Purpose: Development of a quality improvement (QI) tracking tool that allows staff to monitor care on an ongoing basis and make changes and modify system processes to improve outcomes for breast cancer care. The National Quality Forum (NQF) of the Commission on Cancer and National Consortium of Breast Centers Program (NQMBC) have collaborated and defined breast cancer quality measures. Timeliness and quality of breast cancer care will have a direct impact on quality of life and survivorship. The West Palm Beach VAMC did not have a process in place for data collection and ongoing performance improvement for breast cancer care.
Methods: The major aims of the project are to (1)Identify collaborative team members; (2) identify standardized benchmarks that track timeliness and quality of care; and (3) create a tracking tool to enter data that automatically measures timeliness and quality of care. A collaborative group of staff from the cancer registry, women’s health department, radiology, oncology, pathology, and applied systems engineers met biweekly/monthly over 9 months to add, define, and continuously retest data entry sets within the tool. Several timeliness measures have been identified by the NQMBC. The final measures for our facility were chosen by a multidisciplinary breast cancer committee and approved by the cancer committee. Timeliness measures included (1) time between diagnostic mammogram and open surgical biopsy/excision; (2) time between diagnostic mammogram and needle/core biopsy; (3) time between needle biopsy and initial breast cancer surgery; (4) time between initial breast biopsy (core/needle or incisional/excisional) and pathology results; (5) time between open (incisional/excisional) and pathology results; and (6) time between initial breast cancer surgery and pathology results. Quality measures from the NQF include (1) radiation therapy administration within 1 year of diagnosis; (2) combination chemotherapy considered or administered within 4 months (120 days) of diagnosis; and (3) tamoxifen or third-generation aromatase inhibitor (AI) considered or administered within 4 months (120 days) of diagnosis.
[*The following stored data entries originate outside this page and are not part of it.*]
//! JSON document holding any mix of node, way and relation versions.

use crate::model::{Node, Relation, Way};
use serde::{Deserialize, Serialize};

/// A set of feature versions, as read from or written to disk.
///
/// The same shape carries full version histories (input to a history store)
/// and batches of parents to annotate.
#[derive(Debug, Clone, Default, PartialEq, Serialize, Deserialize)]
pub struct OsmDocument {
    /// Node versions
    #[serde(default, skip_serializing_if = "Vec::is_empty")]
    pub nodes: Vec<Node>,
    /// Way versions
    #[serde(default, skip_serializing_if = "Vec::is_empty")]
    pub ways: Vec<Way>,
    /// Relation versions
    #[serde(default, skip_serializing_if = "Vec::is_empty")]
    pub relations: Vec<Relation>,
}

impl OsmDocument {
    /// Parse a document from JSON.
    ///
    /// # Errors
    ///
    /// Returns error if the input is not a valid document.
    pub fn from_json(json: &str) -> serde_json::Result<Self> {
        serde_json::from_str(json)
    }

    /// Render the document as pretty-printed JSON.
    ///
    /// # Errors
    ///
    /// Returns error if serialization fails.
    pub fn to_json(&self) -> serde_json::Result<String> {
        serde_json::to_string_pretty(self)
    }

    /// Total number of feature versions.
    #[must_use]
    pub fn len(&self) -> usize {
        self.nodes.len() + self.ways.len() + self.relations.len()
    }

    /// Whether the document holds no versions.
    #[must_use]
    pub fn is_empty(&self) -> bool {
        self.len() == 0
    }
}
Results: Outcomes for baseline data for n = 30 patients demonstrated (1) time between diagnostic mammogram and open surgical biopsy/excision—52 days; (2) time between diagnostic mammogram and needle/core biopsy—50 days; (3) time between needle biopsy and initial breast cancer surgery—32 days; (4) time between initial breast biopsy (core/needle or incisional/excisional); and (5) pathology results—8 days. Quality measures from the NQF include (1) radiation therapy administration within 1 year of diagnosis—92%; (2) combination chemotherapy considered or administered within 4 months (120 days) of diagnosis—72%; and (3) tamoxifen or third-generation AI is considered or administered within 4 months (120 days) of diagnosis—72%.
Conclusions: Verification of tool data indicated the need for additional columns and definitions to accurately report timeliness measures. Patient refusal of care was included in data, although it skewed the data. Refusal of care will be individually analyzed to make sure patients were educated regarding disease process and scope of treatment options, which indicate informed consent. Facility goals for timeliness range from 2 to 30 days. Quality measure goal is 100%. As a continual evaluation process occurs, monitoring and adjustment of processes will advance our facility closer to meeting its goal of providing comprehensive quality breast care to our women veterans.